16. A scroll-type compressor according to claim 1, wherein said
rotation preventing mechanism comprises pins attached to one of
said front housing and said movable scroll base plate, and holes
arranged in the other of said front housing and said movable scroll
base plate, aid pins being arranged in said holes such that the
outer peripheral surfaces of said pins contact the inner peripheral
surfaces of said holes.
Description
BACKGROUND OF THE INVENTION
1. Field of the Invention
The present invention relates to a scroll-type compressor in which
a stationary scroll having a stationary scroll base plate and a
stationary spiral wall formed on the stationary scroll base plate
is opposed to a movable scroll having a movable scroll base plate
and a movable spiral wall formed on the movable scroll base plate,
so that closed spaces, the volumes of which are reduced upon the
orbital rotation of the movable scroll, are formed between the
stationary spiral wall and the movable spiral wall of the movable
scroll which orbitally rotates but does not rotate about its own
axis, and the movable scroll is rotated by transmitting the
rotational force of a rotatable shaft to the orbital rotating
mechanism for rotating the movable scroll.
2. Description of the Related Art
The closed spaces become narrower toward the inner ends of the
spiral walls of the stationary scroll and the movable scroll upon
the rotation of the movable scroll.

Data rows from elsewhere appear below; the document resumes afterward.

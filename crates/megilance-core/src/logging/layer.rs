//! `tracing` layer that mirrors events into the session log.

use std::fmt::Write as _;
use std::path::Path;
use std::sync::Arc;

use serde_json::{Map, Number, Value};
use tracing::field::{Field, Visit};
use tracing::{Event, Subscriber};
use tracing_subscriber::layer::Context;
use tracing_subscriber::registry::LookupSpan;
use tracing_subscriber::Layer;

use super::entry::SessionLogEntry;
use super::writer::SessionLogWriter;

pub struct JsonlLayer {
    writer: Arc<SessionLogWriter>,
}

impl JsonlLayer {
    pub fn new(logs_dir: impl AsRef<Path>, session: impl Into<String>) -> std::io::Result<Self> {
        Ok(Self {
            writer: Arc::new(SessionLogWriter::new(logs_dir, session)?),
        })
    }

    pub fn log_path(&self) -> &Path {
        self.writer.path()
    }
}

impl<S> Layer<S> for JsonlLayer
where
    S: Subscriber + for<'a> LookupSpan<'a>,
{
    fn on_event(&self, event: &Event<'_>, ctx: Context<'_, S>) {
        let metadata = event.metadata();
        let mut visitor = FieldVisitor::default();
        event.record(&mut visitor);

        let mut entry = SessionLogEntry::new(
            metadata.level().as_str().to_lowercase(),
            self.writer.session(),
            metadata.target(),
            visitor.message.unwrap_or_default(),
        );
        if !visitor.fields.is_empty() {
            entry = entry.with_fields(Value::Object(visitor.fields));
        }
        if let Some(scope) = ctx.event_scope(event) {
            let spans: Vec<&str> = scope.from_root().map(|span| span.name()).collect();
            if !spans.is_empty() {
                entry = entry.with_span(spans.join(" > "));
            }
        }

        // A failed log write must never take the UI down.
        let _ = self.writer.write(&entry);
    }
}

#[derive(Default)]
struct FieldVisitor {
    message: Option<String>,
    fields: Map<String, Value>,
}

impl FieldVisitor {
    fn put(&mut self, field: &Field, value: Value) {
        self.fields.insert(field.name().to_string(), value);
    }
}

impl Visit for FieldVisitor {
    fn record_debug(&mut self, field: &Field, value: &dyn std::fmt::Debug) {
        let mut buf = String::new();
        let _ = write!(buf, "{value:?}");
        if field.name() == "message" {
            self.message = Some(buf);
        } else {
            self.put(field, Value::String(buf));
        }
    }

    fn record_str(&mut self, field: &Field, value: &str) {
        if field.name() == "message" {
            self.message = Some(value.to_string());
        } else {
            self.put(field, Value::String(value.to_string()));
        }
    }

    fn record_i64(&mut self, field: &Field, value: i64) {
        self.put(field, Value::Number(value.into()));
    }

    fn record_u64(&mut self, field: &Field, value: u64) {
        self.put(field, Value::Number(value.into()));
    }

    fn record_bool(&mut self, field: &Field, value: bool) {
        self.put(field, Value::Bool(value));
    }

    fn record_f64(&mut self, field: &Field, value: f64) {
        if let Some(n) = Number::from_f64(value) {
            self.put(field, Value::Number(n));
        }
    }
}

#[cfg(test)]
mod tests {
    use super::*;
    use crate::logging::read_entries;
    use tempfile::TempDir;
    use tracing_subscriber::prelude::*;

    #[test]
    fn captures_events_with_fields_and_spans() {
        let temp = TempDir::new().unwrap();
        let layer = JsonlLayer::new(temp.path(), "test").unwrap();
        let path = layer.log_path().to_path_buf();
        let subscriber = tracing_subscriber::registry().with(layer);

        tracing::subscriber::with_default(subscriber, || {
            tracing::info!("theme hydrated");
            let span = tracing::info_span!("toaster");
            let _guard = span.enter();
            tracing::warn!(count = 7, dark = true, "queue trimmed");
        });

        let entries = read_entries(&path).unwrap();
        assert_eq!(entries.len(), 2);
        assert_eq!(entries[0].msg, "theme hydrated");
        assert_eq!(entries[0].level, "info");
        assert_eq!(entries[1].span.as_deref(), Some("toaster"));
        let fields = entries[1].fields.as_ref().unwrap();
        assert_eq!(fields["count"], 7);
        assert_eq!(fields["dark"], true);
    }
}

In the scroll-type compressors
disclosed in Japanese Unexamined Patent Publications (Kokai) No.
56-165787, No. 56-165788, No. 61-98987 and No. 3-92502, a gas
compressed between the movable scroll and the stationary scroll is
discharged to the back surface side of the stationary scroll
through a port that extends through the stationary scroll base
plate.
As a means to construct the scroll-type compressor in a compact
size, means have been proposed according to which the stationary
scroll is formed as a part of the housing of the compressor, as
disclosed in, for example, Japanese Unexamined Patent Publication
(Kokai) No. 56-165787. However, it is difficult to construct the
scroll-type compressor in a more compact size.
SUMMARY OF THE INVENTION
The object of the present invention is to construct a scroll-type
compressor in a more compact size.
A scroll-type compressor, according to the present invention,
comprises a rotatable shaft having an axis, a stationary scroll
having a stationary scroll base plate and a stationary spiral wall
formed on the stationary scroll base plate, and a movable scroll
having a movable scroll base plate and a movable spiral wall formed
on the movable scroll base plate, the movable scroll being opposed
to the stationary scroll such that closed spaces are defined
between the stationary spiral wall and the movable spiral wall, the
movable scroll having an axis which does not coincide with the axis
of the rotatable shaft. Also, there are provided an orbital
rotating mechanism for revolving the movable scroll around the axis
of the rotatable shaft, and a rotation preventing mechanism for
preventing the rotation of the movable scroll around the axis of
the movable scroll. The closed spaces have volumes which are
reduced while the movable scroll is rotated around the axis of the
rotatable shaft and is prevented from being rotated about the axis
of the movable scroll. The compressor is characterized by that the
orbital rotating mechanism and the rotatable shaft are arranged on
the side of the movable spiral wall with respect to the movable
scroll base plate.
According to the constitution of the present invention, which is
different from the conventional constitution in which the an
orbital rotating mechanism and a rotatable shaft are arranged on
the back surface side of the movable scroll base plate, it is
allowed to shorten the size of the scroll-type compressor in the
axial direction of the rotatable shaft.
Preferably, the movable scroll is disposed between the stationary
scroll and the front housing. The front housing forms a portion of
the housing for holding the movable scroll that rotates.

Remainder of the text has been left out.